Vi sono poi alcuni casi in cui è la stessa Inps che eroga direttamente la retribuzione dovuta, senza dover superare il periodo di carenza e sono i seguenti:

  • Lavoratori agricoli assunti a tempo determinato;
  • Lavoratori a termine assunti per impieghi stagionali;
  • Disoccupati e sospesi, non in cassa integrazione;
  • Dipendenti di un’azienda che ha cessato l’attività per fallimento.

Quanto viene pagata la Malattia

Tenendo conto delle tempistiche di cui sopra, cerchiamo di comprendere a quanto ammonta l’indennità durante il periodo di malattia: per quanto riguarda il periodo di carenza, ovvero i primi 3 giorni, la retribuzione prevista è quella base da contratto, senza maggiorazioni, eventuali premi oppure spese viaggio.

Nel momento in cui subentra l’Inps nell’erogazione, viene calcolato il 50% della retribuzione fino al 20° giorno, che aumenta al 66,6% superato il 21° giorno. Nel caso dei dipendenti pubblici, invece, si calcola l’80% della retribuzione per tutto il periodo di malattia.

Potresti comunque notare nella busta paga un importo più elevato rispetto a quanto appena riportato e ciò è dovuto all’integrazione effettuata da parte del tuo datore di lavoro, che consente un incremento di percentuali nei diversi periodi, arrivando al 100% della retribuzione superato il 21° giorno di malattia.

È importante prestare attenzione al fatto che il pagamento da parte dell’Inps non ha validità permanente ma è soggetta a dei limiti ben precisi; difatti, in generale i lavoratori dipendenti assunti a tempo indeterminato non possono effettuare più di 180 giorni di malattia in un anno solare, definito periodo di comporto.

Casi in cui si sospende l’indennità oppure non si eroga

Come già anticipato, esistono delle situazioni in cui sia il datore di lavoro, sia l’Inps, potrebbero sospendere il pagamento dell’indennità di malattia, per esempio per il superamento del periodo di comporto.

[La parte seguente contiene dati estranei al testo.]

//! Internal helpers for model validation and conversion.
//!
//! These utilities are **not** part of the public API. They centralize
//! validation and mapping logic so the engine enforces consistent invariants.

use chrono::{Datelike, NaiveDate};
use uuid::Uuid;

use crate::{EngineError, ResultEngine};

/// Parse a UUID from storage and return a labeled error on failure.
pub(crate) fn parse_uuid(value: &str, label: &str) -> ResultEngine<Uuid> {
    Uuid::parse_str(value).map_err(|_| EngineError::InvalidId(format!("invalid {label} id")))
}

/// Half-open date range `[Jan 1st of year, Jan 1st of year + 1)`.
pub(crate) fn year_bounds(year: i32) -> ResultEngine<(NaiveDate, NaiveDate)> {
    let start = NaiveDate::from_ymd_opt(year, 1, 1)
        .ok_or_else(|| EngineError::InvalidAmount(format!("invalid year: {year}")))?;
    let end = NaiveDate::from_ymd_opt(year + 1, 1, 1)
        .ok_or_else(|| EngineError::InvalidAmount(format!("invalid year: {year}")))?;
    Ok((start, end))
}

/// Budget year a dated record belongs to.
pub(crate) fn budget_year(date: NaiveDate) -> i32 {
    date.year()
}

pub(crate) fn normalize_required_text(value: &str, label: &str) -> ResultEngine<String> {
    let trimmed = value.trim();
    if trimmed.is_empty() {
        return Err(EngineError::InvalidAmount(format!(
            "{label} must not be empty"
        )));
    }
    Ok(trimmed.to_string())
}

pub(crate) fn normalize_optional_text(value: Option<&str>) -> Option<String> {
    value
        .map(str::trim)
        .filter(|s| !s.is_empty())
        .map(ToString::to_string)
}

/// Plates are compared case-insensitively and stored upper-case.
pub(crate) fn normalize_plate(value: &str) -> ResultEngine<String> {
    normalize_required_text(value, "plate").map(|p| p.to_ascii_uppercase())
}

#[cfg(test)]
mod tests {
    use super::*;

    #[test]
    fn year_bounds_are_half_open() {
        let (start, end) = year_bounds(2024).unwrap();
        assert_eq!(start, NaiveDate::from_ymd_opt(2024, 1, 1).unwrap());
        assert_eq!(end, NaiveDate::from_ymd_opt(2025, 1, 1).unwrap());
    }

    #[test]
    fn plates_are_upper_cased() {
        assert_eq!(normalize_plate(" ab-1234 ").unwrap(), "AB-1234");
        assert!(normalize_plate("   ").is_err());
    }

    #[test]
    fn optional_text_drops_blanks() {
        assert_eq!(normalize_optional_text(Some("  ")), None);
        assert_eq!(normalize_optional_text(Some(" note ")), Some("note".to_string()));
    }
}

In tal caso, se il medico curante dovesse accertare uno stato di malattia ancora in corso, potresti comunque continuare a rimanere a casa, ma si entrerebbe nel cosiddetto periodo di aspettativa, senza quindi ricevere alcuna retribuzione.

Un altro caso di sospensione dell’indennità è quando il lavoratore in malattia non viene trovato presso il domicilio nel corso di una visita di controllo, che può avvenire in qualsiasi giorno, nelle seguenti fasce orarie:

  • Dalle 9.00 alle 13.00, oppure dalle 15.00 alle 18.00 per i dipendenti pubblici;
  • Dalle 10.00 alle 12.00, oppure dalle 17.00 alle 19.00 per i dipendenti di aziende private.

Infine, per ricevere un’adeguata retribuzione durante la malattia, è importante seguire il corretto iter di avviso del datore di lavoro e dell’Inps come previsto dalla normativa, ovvero inviare il certificato redatto dal medico curante in forma telematica.